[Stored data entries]
-- Opening Marker --

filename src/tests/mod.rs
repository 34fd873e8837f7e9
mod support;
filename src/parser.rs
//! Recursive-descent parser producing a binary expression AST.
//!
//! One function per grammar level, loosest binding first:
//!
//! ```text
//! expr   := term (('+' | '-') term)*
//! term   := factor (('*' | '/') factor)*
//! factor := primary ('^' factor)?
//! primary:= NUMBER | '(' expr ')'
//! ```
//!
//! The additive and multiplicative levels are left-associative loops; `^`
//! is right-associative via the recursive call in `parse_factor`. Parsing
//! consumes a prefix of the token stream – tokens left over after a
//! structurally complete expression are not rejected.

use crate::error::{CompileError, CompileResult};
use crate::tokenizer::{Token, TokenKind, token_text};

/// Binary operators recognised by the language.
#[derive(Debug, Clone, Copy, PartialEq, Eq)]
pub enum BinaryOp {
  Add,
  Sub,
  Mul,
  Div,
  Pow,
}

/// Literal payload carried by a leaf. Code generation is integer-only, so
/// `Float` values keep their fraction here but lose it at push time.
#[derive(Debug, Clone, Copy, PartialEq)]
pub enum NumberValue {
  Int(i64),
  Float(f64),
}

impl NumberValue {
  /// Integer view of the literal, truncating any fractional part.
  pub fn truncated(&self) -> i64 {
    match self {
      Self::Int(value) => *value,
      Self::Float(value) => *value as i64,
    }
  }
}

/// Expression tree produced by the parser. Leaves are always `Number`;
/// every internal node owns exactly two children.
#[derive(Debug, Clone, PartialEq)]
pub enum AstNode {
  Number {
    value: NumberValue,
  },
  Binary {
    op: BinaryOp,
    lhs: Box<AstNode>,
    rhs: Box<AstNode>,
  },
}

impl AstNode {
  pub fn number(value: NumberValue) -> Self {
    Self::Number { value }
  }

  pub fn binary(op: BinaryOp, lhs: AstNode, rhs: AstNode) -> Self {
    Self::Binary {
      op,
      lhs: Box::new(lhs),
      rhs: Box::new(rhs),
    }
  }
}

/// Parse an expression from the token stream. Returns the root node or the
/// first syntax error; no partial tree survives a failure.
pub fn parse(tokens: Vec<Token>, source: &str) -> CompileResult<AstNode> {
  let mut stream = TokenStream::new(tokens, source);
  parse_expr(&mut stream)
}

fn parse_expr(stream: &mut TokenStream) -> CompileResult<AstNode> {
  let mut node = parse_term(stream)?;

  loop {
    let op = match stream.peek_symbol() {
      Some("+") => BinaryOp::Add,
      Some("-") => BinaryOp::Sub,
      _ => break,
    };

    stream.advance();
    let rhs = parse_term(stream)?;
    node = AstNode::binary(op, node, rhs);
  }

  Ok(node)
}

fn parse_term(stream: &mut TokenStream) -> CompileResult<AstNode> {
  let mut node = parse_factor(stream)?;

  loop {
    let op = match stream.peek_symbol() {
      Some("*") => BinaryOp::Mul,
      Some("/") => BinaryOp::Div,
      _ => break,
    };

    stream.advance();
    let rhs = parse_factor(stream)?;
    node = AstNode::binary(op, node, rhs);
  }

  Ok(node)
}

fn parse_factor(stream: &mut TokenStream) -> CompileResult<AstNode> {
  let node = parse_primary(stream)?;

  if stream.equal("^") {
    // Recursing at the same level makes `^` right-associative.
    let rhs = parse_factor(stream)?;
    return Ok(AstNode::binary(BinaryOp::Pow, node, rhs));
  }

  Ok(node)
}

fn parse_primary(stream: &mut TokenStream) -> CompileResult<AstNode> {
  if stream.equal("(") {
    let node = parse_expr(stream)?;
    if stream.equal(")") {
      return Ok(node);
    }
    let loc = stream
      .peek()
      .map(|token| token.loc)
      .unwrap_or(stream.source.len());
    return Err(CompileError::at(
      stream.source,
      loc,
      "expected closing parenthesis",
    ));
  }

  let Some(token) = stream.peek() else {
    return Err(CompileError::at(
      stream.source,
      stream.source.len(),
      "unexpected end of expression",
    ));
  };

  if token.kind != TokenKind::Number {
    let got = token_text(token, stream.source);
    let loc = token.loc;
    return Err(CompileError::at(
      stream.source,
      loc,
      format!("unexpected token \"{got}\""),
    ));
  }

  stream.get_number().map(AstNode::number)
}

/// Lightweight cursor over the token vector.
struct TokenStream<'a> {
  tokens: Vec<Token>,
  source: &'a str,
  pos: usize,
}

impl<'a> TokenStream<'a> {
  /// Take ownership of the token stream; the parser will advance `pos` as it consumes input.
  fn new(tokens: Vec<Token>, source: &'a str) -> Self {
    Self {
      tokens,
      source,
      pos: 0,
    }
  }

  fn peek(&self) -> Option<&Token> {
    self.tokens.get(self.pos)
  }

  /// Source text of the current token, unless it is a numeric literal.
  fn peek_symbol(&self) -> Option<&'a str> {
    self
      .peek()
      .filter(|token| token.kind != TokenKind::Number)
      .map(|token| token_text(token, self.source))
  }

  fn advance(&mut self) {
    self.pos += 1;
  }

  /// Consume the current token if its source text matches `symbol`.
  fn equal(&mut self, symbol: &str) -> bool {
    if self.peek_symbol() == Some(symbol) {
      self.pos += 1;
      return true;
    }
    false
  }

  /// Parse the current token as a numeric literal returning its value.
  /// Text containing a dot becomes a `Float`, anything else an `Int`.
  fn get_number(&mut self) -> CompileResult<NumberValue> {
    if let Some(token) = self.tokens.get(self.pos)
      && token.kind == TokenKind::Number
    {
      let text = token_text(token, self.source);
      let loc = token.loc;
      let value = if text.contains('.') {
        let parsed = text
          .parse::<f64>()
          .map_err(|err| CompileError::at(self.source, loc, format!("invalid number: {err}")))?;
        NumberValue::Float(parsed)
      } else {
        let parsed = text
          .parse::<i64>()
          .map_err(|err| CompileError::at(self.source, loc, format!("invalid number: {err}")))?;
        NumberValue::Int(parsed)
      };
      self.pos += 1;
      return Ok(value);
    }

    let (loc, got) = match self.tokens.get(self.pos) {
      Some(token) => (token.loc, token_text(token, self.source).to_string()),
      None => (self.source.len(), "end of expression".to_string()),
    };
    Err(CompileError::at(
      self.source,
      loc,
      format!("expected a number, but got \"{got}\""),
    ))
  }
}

-- Closing Marker --

■ Problem ■
The data above, all of it, needs to be output exactly as written.

■ Completed task ■
filename src/tests/mod.rs
repository 34fd873e8837f7e9
mod support;
filename src/parser.rs
//! Recursive-descent parser producing a binary expression AST.
//!
//! One function per grammar level, loosest binding first:
//!
//! ```text
//! expr   := term (('+' | '-') term)*
//! term   := factor (('*' | '/') factor)*
//! factor := primary ('^' factor)?
//! primary:= NUMBER | '(' expr ')'
//! ```
//!
//! The additive and multiplicative levels are left-associative loops; `^`
//! is right-associative via the recursive call in `parse_factor`. Parsing
//! consumes a prefix of the token stream – tokens left over after a
//! structurally complete expression are not rejected.

use crate::error::{CompileError, CompileResult};
use crate::tokenizer::{Token, TokenKind, token_text};

/// Binary operators recognised by the language.
#[derive(Debug, Clone, Copy, PartialEq, Eq)]
pub enum BinaryOp {
  Add,
  Sub,
  Mul,
  Div,
  Pow,
}

/// Literal payload carried by a leaf. Code generation is integer-only, so
/// `Float` values keep their fraction here but lose it at push time.
#[derive(Debug, Clone, Copy, PartialEq)]
pub enum NumberValue {
  Int(i64),
  Float(f64),
}

impl NumberValue {
  /// Integer view of the literal, truncating any fractional part.
  pub fn truncated(&self) -> i64 {
    match self {
      Self::Int(value) => *value,
      Self::Float(value) => *value as i64,
    }
  }
}

/// Expression tree produced by the parser. Leaves are always `Number`;
/// every internal node owns exactly two children.
#[derive(Debug, Clone, PartialEq)]
pub enum AstNode {
  Number {
    value: NumberValue,
  },
  Binary {
    op: BinaryOp,
    lhs: Box<AstNode>,
    rhs: Box<AstNode>,
  },
}

impl AstNode {
  pub fn number(value: NumberValue) -> Self {
    Self::Number { value }
  }

  pub fn binary(op: BinaryOp, lhs: AstNode, rhs: AstNode) -> Self {
    Self::Binary {
      op,
      lhs: Box::new(lhs),
      rhs: Box::new(rhs),
    }
  }
}

/// Parse an expression from the token stream. Returns the root node or the
/// first syntax error; no partial tree survives a failure.
pub fn parse(tokens: Vec<Token>, source: &str) -> CompileResult<AstNode> {
  let mut stream = TokenStream::new(tokens, source);
  parse_expr(&mut stream)
}

fn parse_expr(stream: &mut TokenStream) -> CompileResult<AstNode> {
  let mut node = parse_term(stream)?;

  loop {
    let op = match stream.peek_symbol() {
      Some("+") => BinaryOp::Add,
      Some("-") => BinaryOp::Sub,
      _ => break,
    };

    stream.advance();
    let rhs = parse_term(stream)?;
    node = AstNode::binary(op, node, rhs);
  }

  Ok(node)
}

fn parse_term(stream: &mut TokenStream) -> CompileResult<AstNode> {
  let mut node = parse_factor(stream)?;

  loop {
    let op = match stream.peek_symbol() {
      Some("*") => BinaryOp::Mul,
      Some("/") => BinaryOp::Div,
      _ => break,
    };

    stream.advance();
    let rhs = parse_factor(stream)?;
    node = AstNode::binary(op, node, rhs);
  }

  Ok(node)
}

fn parse_factor(stream: &mut TokenStream) -> CompileResult<AstNode> {
  let node = parse_primary(stream)?;

  if stream.equal("^") {
    // Recursing at the same level makes `^` right-associative.
    let rhs = parse_factor(stream)?;
    return Ok(AstNode::binary(BinaryOp::Pow, node, rhs));
  }

  Ok(node)
}

fn parse_primary(stream: &mut TokenStream) -> CompileResult<AstNode> {
  if stream.equal("(") {
    let node = parse_expr(stream)?;
    if stream.equal(")") {
      return Ok(node);
    }
    let loc = stream
      .peek()
      .map(|token| token.loc)
      .unwrap_or(stream.source.len());
    return Err(CompileError::at(
      stream.source,
      loc,
      "expected closing parenthesis",
    ));
  }

  let Some(token) = stream.peek() else {
    return Err(CompileError::at(
      stream.source,
      stream.source.len(),
      "unexpected end of expression",
    ));
  };

  if token.kind != TokenKind::Number {
    let got = token_text(token, stream.source);
    let loc = token.loc;
    return Err(CompileError::at(
      stream.source,
      loc,
      format!("unexpected token \"{got}\""),
    ));
  }

  stream.get_number().map(AstNode::number)
}

/// Lightweight cursor over the token vector.
struct TokenStream<'a> {
  tokens: Vec<Token>,
  source: &'a str,
  pos: usize,
}

impl<'a> TokenStream<'a> {
  /// Take ownership of the token stream; the parser will advance `pos` as it consumes input.
  fn new(tokens: Vec<Token>, source: &'a str) -> Self {
    Self {
      tokens,
      source,
      pos: 0,
    }
  }

  fn peek(&self) -> Option<&Token> {
    self.tokens.get(self.pos)
  }

  /// Source text of the current token, unless it is a numeric literal.
  fn peek_symbol(&self) -> Option<&'a str> {
    self
      .peek()
      .filter(|token| token.kind != TokenKind::Number)
      .map(|token| token_text(token, self.source))
  }

  fn advance(&mut self) {
    self.pos += 1;
  }

  /// Consume the current token if its source text matches `symbol`.
  fn equal(&mut self, symbol: &str) -> bool {
    if self.peek_symbol() == Some(symbol) {
      self.pos += 1;
      return true;
    }
    false
  }

  /// Parse the current token as a numeric literal returning its value.
  /// Text containing a dot becomes a `Float`, anything else an `Int`.
  fn get_number(&mut self) -> CompileResult<NumberValue> {
    if let Some(token) = self.tokens.get(self.pos)
      && token.kind == TokenKind::Number
    {
      let text = token_text(token, self.source);
      let loc = token.loc;
      let value = if text.contains('.') {
        let parsed = text
          .parse::<f64>()
          .map_err(|err| CompileError::at(self.source, loc, format!("invalid number: {err}")))?;
        NumberValue::Float(parsed)
      } else {
        let parsed = text
          .parse::<i64>()
          .map_err(|err| CompileError::at(self.source, loc, format!("invalid number: {err}")))?;
        NumberValue::Int(parsed)
      };
      self.pos += 1;
      return Ok(value);
    }

    let (loc, got) = match self.tokens.get(self.pos) {
      Some(token) => (token.loc, token_text(token, self.source).to_string()),
      None => (self.source.len(), "end of expression".to_string()),
    };
    Err(CompileError::at(
      self.source,
      loc,
      format!("expected a number, but got \"{got}\""),
    ))
  }
}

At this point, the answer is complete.